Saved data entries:
= Beginning of Section =

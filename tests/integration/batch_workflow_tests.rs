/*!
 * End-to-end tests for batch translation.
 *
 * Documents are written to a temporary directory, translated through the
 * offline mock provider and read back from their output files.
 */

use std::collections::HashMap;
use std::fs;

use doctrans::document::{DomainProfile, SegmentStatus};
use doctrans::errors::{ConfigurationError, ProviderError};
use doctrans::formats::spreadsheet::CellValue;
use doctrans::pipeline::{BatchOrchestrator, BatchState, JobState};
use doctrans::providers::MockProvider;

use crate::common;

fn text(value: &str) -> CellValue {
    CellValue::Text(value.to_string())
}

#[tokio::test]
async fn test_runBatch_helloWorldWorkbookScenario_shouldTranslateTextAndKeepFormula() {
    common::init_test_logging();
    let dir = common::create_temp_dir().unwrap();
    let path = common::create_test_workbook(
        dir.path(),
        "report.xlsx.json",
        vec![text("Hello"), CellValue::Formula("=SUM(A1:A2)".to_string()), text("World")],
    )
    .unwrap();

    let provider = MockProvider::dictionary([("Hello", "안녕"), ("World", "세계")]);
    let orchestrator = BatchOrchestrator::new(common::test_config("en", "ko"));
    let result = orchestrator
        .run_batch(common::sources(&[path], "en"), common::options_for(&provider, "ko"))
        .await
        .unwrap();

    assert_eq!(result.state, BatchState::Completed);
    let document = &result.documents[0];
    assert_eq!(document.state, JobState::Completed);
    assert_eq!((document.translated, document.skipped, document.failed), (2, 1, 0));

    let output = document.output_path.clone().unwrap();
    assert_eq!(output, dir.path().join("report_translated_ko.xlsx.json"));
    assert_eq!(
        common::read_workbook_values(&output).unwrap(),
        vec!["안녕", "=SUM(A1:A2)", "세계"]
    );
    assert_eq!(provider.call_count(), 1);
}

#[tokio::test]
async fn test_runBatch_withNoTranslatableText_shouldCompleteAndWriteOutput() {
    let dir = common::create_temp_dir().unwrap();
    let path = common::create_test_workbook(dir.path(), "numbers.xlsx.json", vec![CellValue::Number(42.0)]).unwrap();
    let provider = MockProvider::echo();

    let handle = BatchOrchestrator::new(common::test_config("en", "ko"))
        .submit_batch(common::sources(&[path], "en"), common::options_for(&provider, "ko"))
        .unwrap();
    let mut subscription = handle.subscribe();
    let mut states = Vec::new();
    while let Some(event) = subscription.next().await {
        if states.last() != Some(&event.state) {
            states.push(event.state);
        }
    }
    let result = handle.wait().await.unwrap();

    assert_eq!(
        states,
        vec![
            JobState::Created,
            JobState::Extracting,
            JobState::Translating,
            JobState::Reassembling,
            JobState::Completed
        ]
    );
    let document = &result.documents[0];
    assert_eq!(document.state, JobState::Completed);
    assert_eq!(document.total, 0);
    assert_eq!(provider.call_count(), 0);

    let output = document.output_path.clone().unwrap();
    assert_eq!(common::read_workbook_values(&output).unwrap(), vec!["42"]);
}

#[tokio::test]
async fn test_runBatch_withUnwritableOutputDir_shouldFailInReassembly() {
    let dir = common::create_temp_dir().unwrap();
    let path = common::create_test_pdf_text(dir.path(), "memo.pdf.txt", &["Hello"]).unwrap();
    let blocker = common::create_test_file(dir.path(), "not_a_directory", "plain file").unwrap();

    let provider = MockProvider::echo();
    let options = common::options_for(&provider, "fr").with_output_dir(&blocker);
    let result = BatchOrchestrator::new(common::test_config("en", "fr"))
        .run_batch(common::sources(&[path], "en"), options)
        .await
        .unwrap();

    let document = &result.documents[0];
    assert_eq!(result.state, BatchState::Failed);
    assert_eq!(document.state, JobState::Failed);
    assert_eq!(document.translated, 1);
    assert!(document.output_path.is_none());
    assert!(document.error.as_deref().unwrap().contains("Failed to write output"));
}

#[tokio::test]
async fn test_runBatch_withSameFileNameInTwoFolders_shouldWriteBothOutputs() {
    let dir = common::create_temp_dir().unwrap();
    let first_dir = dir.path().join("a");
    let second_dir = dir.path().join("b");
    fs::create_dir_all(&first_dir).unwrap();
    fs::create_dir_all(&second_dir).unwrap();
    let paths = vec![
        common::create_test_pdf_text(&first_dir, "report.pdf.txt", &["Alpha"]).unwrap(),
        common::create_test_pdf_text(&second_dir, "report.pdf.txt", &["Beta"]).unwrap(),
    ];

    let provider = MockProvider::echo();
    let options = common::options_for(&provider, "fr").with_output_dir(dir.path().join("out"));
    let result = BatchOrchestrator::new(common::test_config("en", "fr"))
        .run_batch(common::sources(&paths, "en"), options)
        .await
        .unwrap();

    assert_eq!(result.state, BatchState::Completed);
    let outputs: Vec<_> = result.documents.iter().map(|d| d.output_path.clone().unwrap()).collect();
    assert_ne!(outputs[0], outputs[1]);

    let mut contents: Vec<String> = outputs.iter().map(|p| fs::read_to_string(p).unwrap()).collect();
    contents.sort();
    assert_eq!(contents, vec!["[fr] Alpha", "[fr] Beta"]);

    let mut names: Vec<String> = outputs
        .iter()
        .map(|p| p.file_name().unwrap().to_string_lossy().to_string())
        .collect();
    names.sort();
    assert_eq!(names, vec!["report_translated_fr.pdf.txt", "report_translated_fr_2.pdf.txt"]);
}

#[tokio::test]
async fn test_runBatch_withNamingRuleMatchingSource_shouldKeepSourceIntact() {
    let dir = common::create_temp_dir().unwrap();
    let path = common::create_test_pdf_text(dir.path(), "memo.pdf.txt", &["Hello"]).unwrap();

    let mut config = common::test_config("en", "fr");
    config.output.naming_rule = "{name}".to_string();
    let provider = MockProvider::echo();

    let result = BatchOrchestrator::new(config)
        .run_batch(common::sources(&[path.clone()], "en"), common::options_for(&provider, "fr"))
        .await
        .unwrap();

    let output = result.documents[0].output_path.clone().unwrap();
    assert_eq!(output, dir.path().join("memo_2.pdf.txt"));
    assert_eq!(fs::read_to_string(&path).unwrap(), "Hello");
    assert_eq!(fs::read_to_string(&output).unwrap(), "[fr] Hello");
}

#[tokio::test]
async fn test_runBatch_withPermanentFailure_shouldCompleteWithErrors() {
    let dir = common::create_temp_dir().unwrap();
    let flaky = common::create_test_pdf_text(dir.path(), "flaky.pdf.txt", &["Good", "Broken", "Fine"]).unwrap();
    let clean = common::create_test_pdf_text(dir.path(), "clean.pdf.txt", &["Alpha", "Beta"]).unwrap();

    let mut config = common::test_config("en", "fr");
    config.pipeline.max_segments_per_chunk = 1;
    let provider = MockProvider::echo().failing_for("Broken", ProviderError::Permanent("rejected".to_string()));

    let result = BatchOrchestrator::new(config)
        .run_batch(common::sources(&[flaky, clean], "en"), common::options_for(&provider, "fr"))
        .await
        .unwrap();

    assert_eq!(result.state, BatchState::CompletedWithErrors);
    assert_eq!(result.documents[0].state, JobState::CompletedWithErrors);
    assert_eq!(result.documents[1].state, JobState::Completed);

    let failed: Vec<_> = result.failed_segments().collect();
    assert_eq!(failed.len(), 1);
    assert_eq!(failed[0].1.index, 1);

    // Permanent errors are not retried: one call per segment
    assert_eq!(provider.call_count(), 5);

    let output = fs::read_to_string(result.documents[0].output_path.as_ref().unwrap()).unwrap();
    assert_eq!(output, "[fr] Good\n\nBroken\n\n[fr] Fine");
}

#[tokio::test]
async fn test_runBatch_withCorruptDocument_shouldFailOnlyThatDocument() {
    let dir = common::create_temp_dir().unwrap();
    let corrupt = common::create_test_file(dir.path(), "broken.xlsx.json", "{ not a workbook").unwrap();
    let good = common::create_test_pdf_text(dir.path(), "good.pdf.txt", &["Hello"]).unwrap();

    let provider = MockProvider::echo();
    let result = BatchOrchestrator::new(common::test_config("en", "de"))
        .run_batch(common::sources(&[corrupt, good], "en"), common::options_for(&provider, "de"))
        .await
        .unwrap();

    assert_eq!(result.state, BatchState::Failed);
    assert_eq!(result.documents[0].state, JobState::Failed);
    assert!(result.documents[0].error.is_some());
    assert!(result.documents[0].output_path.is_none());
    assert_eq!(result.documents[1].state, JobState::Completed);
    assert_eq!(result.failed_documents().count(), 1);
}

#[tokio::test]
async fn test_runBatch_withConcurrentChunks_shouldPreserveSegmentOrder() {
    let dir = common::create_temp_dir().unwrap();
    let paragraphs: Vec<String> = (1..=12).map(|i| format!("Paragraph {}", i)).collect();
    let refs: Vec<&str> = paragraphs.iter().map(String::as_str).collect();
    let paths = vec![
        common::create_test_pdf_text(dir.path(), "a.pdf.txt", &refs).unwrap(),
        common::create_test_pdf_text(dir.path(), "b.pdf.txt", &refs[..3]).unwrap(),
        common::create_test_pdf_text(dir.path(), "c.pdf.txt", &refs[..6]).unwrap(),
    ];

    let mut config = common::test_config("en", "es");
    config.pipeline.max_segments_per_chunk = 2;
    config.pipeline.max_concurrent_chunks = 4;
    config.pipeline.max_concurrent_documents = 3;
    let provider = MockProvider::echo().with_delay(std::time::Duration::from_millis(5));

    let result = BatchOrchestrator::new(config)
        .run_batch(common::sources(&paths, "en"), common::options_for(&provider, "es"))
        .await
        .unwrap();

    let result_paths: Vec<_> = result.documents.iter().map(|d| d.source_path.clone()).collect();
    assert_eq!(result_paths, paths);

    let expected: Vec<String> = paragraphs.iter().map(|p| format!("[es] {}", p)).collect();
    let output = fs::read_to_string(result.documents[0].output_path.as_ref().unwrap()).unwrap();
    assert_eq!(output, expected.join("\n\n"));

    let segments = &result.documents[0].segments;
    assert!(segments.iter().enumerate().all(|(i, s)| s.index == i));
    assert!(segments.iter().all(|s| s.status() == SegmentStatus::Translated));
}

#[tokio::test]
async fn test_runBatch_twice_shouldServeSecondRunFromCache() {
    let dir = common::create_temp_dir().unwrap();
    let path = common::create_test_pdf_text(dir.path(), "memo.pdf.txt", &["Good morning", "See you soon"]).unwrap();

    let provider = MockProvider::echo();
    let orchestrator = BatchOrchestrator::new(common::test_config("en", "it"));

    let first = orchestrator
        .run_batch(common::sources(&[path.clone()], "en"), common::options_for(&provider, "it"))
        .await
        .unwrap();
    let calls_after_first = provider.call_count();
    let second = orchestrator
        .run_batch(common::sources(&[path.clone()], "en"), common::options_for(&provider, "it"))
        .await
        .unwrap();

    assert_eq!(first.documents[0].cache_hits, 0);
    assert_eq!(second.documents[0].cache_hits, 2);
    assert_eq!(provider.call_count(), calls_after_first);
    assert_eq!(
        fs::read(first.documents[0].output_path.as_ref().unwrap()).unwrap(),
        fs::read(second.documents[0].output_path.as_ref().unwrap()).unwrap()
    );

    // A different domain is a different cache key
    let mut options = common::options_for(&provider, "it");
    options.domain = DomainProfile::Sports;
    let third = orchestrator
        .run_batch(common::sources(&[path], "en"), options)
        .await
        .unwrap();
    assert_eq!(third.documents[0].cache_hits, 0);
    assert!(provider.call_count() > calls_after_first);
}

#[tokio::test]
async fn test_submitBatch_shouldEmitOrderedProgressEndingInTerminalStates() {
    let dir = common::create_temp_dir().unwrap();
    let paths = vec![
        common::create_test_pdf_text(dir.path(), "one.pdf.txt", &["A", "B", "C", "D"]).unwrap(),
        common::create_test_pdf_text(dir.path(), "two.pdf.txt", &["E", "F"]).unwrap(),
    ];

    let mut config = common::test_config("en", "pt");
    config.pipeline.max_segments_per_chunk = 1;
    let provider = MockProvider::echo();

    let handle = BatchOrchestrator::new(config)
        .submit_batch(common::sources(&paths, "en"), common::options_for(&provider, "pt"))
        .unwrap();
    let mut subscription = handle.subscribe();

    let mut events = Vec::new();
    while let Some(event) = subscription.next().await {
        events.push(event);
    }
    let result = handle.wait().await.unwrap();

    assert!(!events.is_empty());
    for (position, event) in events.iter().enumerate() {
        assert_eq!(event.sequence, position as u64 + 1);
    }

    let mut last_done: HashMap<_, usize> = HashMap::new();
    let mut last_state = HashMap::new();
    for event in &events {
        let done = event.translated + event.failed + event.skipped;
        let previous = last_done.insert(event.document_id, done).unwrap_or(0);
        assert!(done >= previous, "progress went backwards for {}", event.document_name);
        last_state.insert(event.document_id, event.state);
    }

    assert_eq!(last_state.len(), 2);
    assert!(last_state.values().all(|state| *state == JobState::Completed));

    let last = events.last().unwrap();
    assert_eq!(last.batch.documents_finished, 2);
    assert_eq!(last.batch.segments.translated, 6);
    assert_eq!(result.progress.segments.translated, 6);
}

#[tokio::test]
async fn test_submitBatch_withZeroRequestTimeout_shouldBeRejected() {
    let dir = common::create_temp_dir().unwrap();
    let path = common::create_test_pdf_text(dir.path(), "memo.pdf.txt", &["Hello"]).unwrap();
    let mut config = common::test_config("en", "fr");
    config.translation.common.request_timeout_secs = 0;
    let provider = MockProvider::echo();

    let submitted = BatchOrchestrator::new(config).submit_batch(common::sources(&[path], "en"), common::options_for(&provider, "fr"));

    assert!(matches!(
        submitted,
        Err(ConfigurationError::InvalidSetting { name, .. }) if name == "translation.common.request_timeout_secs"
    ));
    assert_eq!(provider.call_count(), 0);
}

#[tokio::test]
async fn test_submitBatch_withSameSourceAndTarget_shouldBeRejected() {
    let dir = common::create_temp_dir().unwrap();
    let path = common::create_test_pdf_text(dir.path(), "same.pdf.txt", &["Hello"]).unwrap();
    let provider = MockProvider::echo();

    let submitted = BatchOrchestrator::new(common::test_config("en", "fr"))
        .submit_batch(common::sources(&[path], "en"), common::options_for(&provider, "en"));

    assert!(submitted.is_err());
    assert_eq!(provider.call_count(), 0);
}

= End of Section =

## [WORK ITEM]
Please give only the number of lines above that contain the word "SegmentStatus".

## [TASK ANSWER]
2